Angela, 33, is happily married to her husband Alex, and they have a wonderful relationship. However, there’s a problem that is troubling their marriage and making Angela think about divorce. She wrote us a letter sharing her story, and what really bothers her is her husband’s strange relationship with his sister-in-law (SIL). Angela asked our readers for advice on her complicated situation.
Angela, a devoted reader, wrote about her tough family issue. She feels she has no one to talk to about her problems with her husband. She worries that her friends and family won’t understand, so she decided to seek opinions online. Angela is looking for good advice, and here’s her story.

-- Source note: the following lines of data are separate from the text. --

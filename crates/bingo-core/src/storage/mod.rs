mod history;
mod ledger;

pub use history::{HistoryRecorder, SessionRecord};
pub use ledger::FileLedger;
//! Session script parsing.
//!
//! One command per line, `#` starts a comment:
//!
//! ```text
//! deposit 100
//! start hard zenith extra
//! run 1
//! quest 23010
//! reroll
//! cart
//! stop
//! ```

use std::str::FromStr;

use anyhow::{Context, Result, anyhow, bail};
use bingo_core::{Difficulty, GauntletBoost, GauntletBoosts};

#[derive(Debug, Clone, PartialEq, Eq)]
pub enum ScriptCommand {
    /// `start` alone uses the current selection
    Start(Option<StartArgs>),
    Stop,
    Quest(u32),
    Run(u32),
    Reroll,
    Cart,
    Deposit(u64),
    Select(Difficulty),
    Boost(GauntletBoost),
    Extra(bool),
}

#[derive(Debug, Clone, Copy, PartialEq, Eq)]
pub struct StartArgs {
    pub difficulty: Difficulty,
    pub boosts: GauntletBoosts,
    pub extra_boost: bool,
}

pub fn parse_script(content: &str) -> Result<Vec<ScriptCommand>> {
    content
        .lines()
        .enumerate()
        .filter_map(|(i, line)| {
            let line = line.split('#').next().unwrap_or("").trim();
            (!line.is_empty()).then_some((i + 1, line))
        })
        .map(|(number, line)| parse_line(line).with_context(|| format!("line {}: {:?}", number, line)))
        .collect()
}

fn parse_line(line: &str) -> Result<ScriptCommand> {
    let mut words = line.split_whitespace();
    let keyword = words.next().ok_or_else(|| anyhow!("empty command"))?;
    let rest: Vec<&str> = words.collect();

    let command = match keyword.to_ascii_lowercase().as_str() {
        "start" => ScriptCommand::Start(parse_start_args(&rest)?),
        "stop" => ScriptCommand::Stop,
        "quest" => ScriptCommand::Quest(single_number(&rest)?),
        "run" => ScriptCommand::Run(single_number(&rest)?),
        "reroll" => ScriptCommand::Reroll,
        "cart" => ScriptCommand::Cart,
        "deposit" => ScriptCommand::Deposit(single_number(&rest)?),
        "select" => ScriptCommand::Select(parse_difficulty(single_word(&rest)?)?),
        "boost" => ScriptCommand::Boost(parse_boost(single_word(&rest)?)?),
        "extra" => ScriptCommand::Extra(parse_switch(single_word(&rest)?)?),
        other => bail!("unknown command {:?}", other),
    };
    Ok(command)
}

fn parse_start_args(words: &[&str]) -> Result<Option<StartArgs>> {
    let Some((first, modifiers)) = words.split_first() else {
        return Ok(None);
    };

    let mut args = StartArgs {
        difficulty: parse_difficulty(first)?,
        boosts: GauntletBoosts::NONE,
        extra_boost: false,
    };
    for word in modifiers {
        if word.eq_ignore_ascii_case("extra") {
            args.extra_boost = true;
        } else {
            args.boosts = args.boosts.with(parse_boost(word)?);
        }
    }
    Ok(Some(args))
}

fn single_word<'a>(words: &[&'a str]) -> Result<&'a str> {
    match words {
        [word] => Ok(*word),
        _ => bail!("expected exactly one argument"),
    }
}

fn single_number<T: FromStr>(words: &[&str]) -> Result<T> {
    let word = single_word(words)?;
    word.parse()
        .map_err(|_| anyhow!("invalid number {:?}", word))
}

fn parse_difficulty(word: &str) -> Result<Difficulty> {
    Difficulty::from_str(word).map_err(|_| anyhow!("unknown difficulty {:?}", word))
}

fn parse_boost(word: &str) -> Result<GauntletBoost> {
    GauntletBoost::from_str(word).map_err(|_| anyhow!("unknown boost {:?}", word))
}

fn parse_switch(word: &str) -> Result<bool> {
    match word.to_ascii_lowercase().as_str() {
        "on" | "true" | "yes" => Ok(true),
        "off" | "false" | "no" => Ok(false),
        _ => bail!("expected on/off, got {:?}", word),
    }
}

#[cfg(test)]
mod tests {
    use super::*;

    #[test]
    fn test_parse_full_script() {
        let script = "\
# warm up
deposit 50
start hard zenith MUSOU extra
run 7
quest 23010   # rathalos
reroll
cart
stop
";
        let commands = parse_script(script).unwrap();
        assert_eq!(commands.len(), 7);
        assert_eq!(commands[0], ScriptCommand::Deposit(50));
        assert_eq!(
            commands[1],
            ScriptCommand::Start(Some(StartArgs {
                difficulty: Difficulty::Hard,
                boosts: GauntletBoosts::NONE
                    .with(GauntletBoost::Zenith)
                    .with(GauntletBoost::Musou),
                extra_boost: true,
            }))
        );
        assert_eq!(commands[3], ScriptCommand::Quest(23010));
        assert_eq!(commands[6], ScriptCommand::Stop);
    }

    #[test]
    fn test_bare_start_uses_selection() {
        let commands = parse_script("select extreme\nboost solstice\nextra on\nstart").unwrap();
        assert_eq!(
            commands,
            vec![
                ScriptCommand::Select(Difficulty::Extreme),
                ScriptCommand::Boost(GauntletBoost::Solstice),
                ScriptCommand::Extra(true),
                ScriptCommand::Start(None),
            ]
        );
    }

    #[test]
    fn test_errors_report_line_number() {
        let err = parse_script("start easy\nquest abc").unwrap_err();
        assert!(format!("{:#}", err).contains("line 2"));

        assert!(parse_script("dance").is_err());
        assert!(parse_script("start nightmare").is_err());
        assert!(parse_script("run 1 2").is_err());
        assert!(parse_script("extra maybe").is_err());
    }
}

She wrote, My husband and I have been happy together for 8 years. This is the best relationship I’ve ever had. Alex is a perfect partner, and we never have problems or fights, except for his brother’s wife. Her name is Ashley, and my husband’s brother, Sam, recently remarried her.
Their relationship has been rocky. They divorced when Alex and I got married nine years ago because Ashley cheated on Sam. He tried to forgive her, but even family counseling didn’t help, and they ended up breaking up and not talking anymore.
I didn’t meet Ashley before she and Sam split up. Recently, they met again and felt a spark, so Sam decided to give their relationship another chance, and they got married again. I first met her just before their second wedding. I really wanted us to be friends, but things went in a different direction.
Angela continues, “The first time I met Ashley, I felt embarrassed. She was wearing a very revealing dress. Alex and I were visiting them, and she came out of the bathroom half-dressed and asked my husband to zip up her dress.
I thought it was inappropriate, but we had just met, so I didn’t say anything. Before I met Ashley, my husband once called her his ‘relationship guru’ and said he told her a lot about our great relationship.
Angela continues, “Since that first meeting, Alex and Ashley’s relationship has been strange. Ashley often makes me uncomfortable. She frequently pulls Alex aside to talk privately. She touches him a lot, and it annoys me that they have inside jokes that I don’t understand. Ashley often makes silly voices for Alex, and they laugh while I sit there feeling foolish. Even though I’m always friendly to her, she acts like I’m not there.
This situation is exhausting. One time, she even complained that in the ‘good old days,’ she and Alex talked every day and were best friends. She said they don’t talk as much now because Alex is married and ‘has obligations.’
Angela wrote, “I’ve talked to Alex about this awkward relationship many times. He keeps saying I’m overreacting and that he’s just being friendly with his brother’s wife. He says he knows how much Sam loves Ashley and wants to help her fit into the family again. Alex claims that by being friendly, he shows Ashley that he forgives her for hurting Sam in the past.
When I asked Alex if he and Ashley had a special relationship before, he said they weren’t friends and that Ashley was exaggerating when she said they used to talk a lot. He said she helped him get over a breakup, but that’s all it was.
But I feel like there’s something wrong between Alex and me, especially with him and Ashley. I’ve even thought it might be emotional cheating, and now I’m thinking about taking a break from my marriage. Sometimes I consider divorce. What should I do?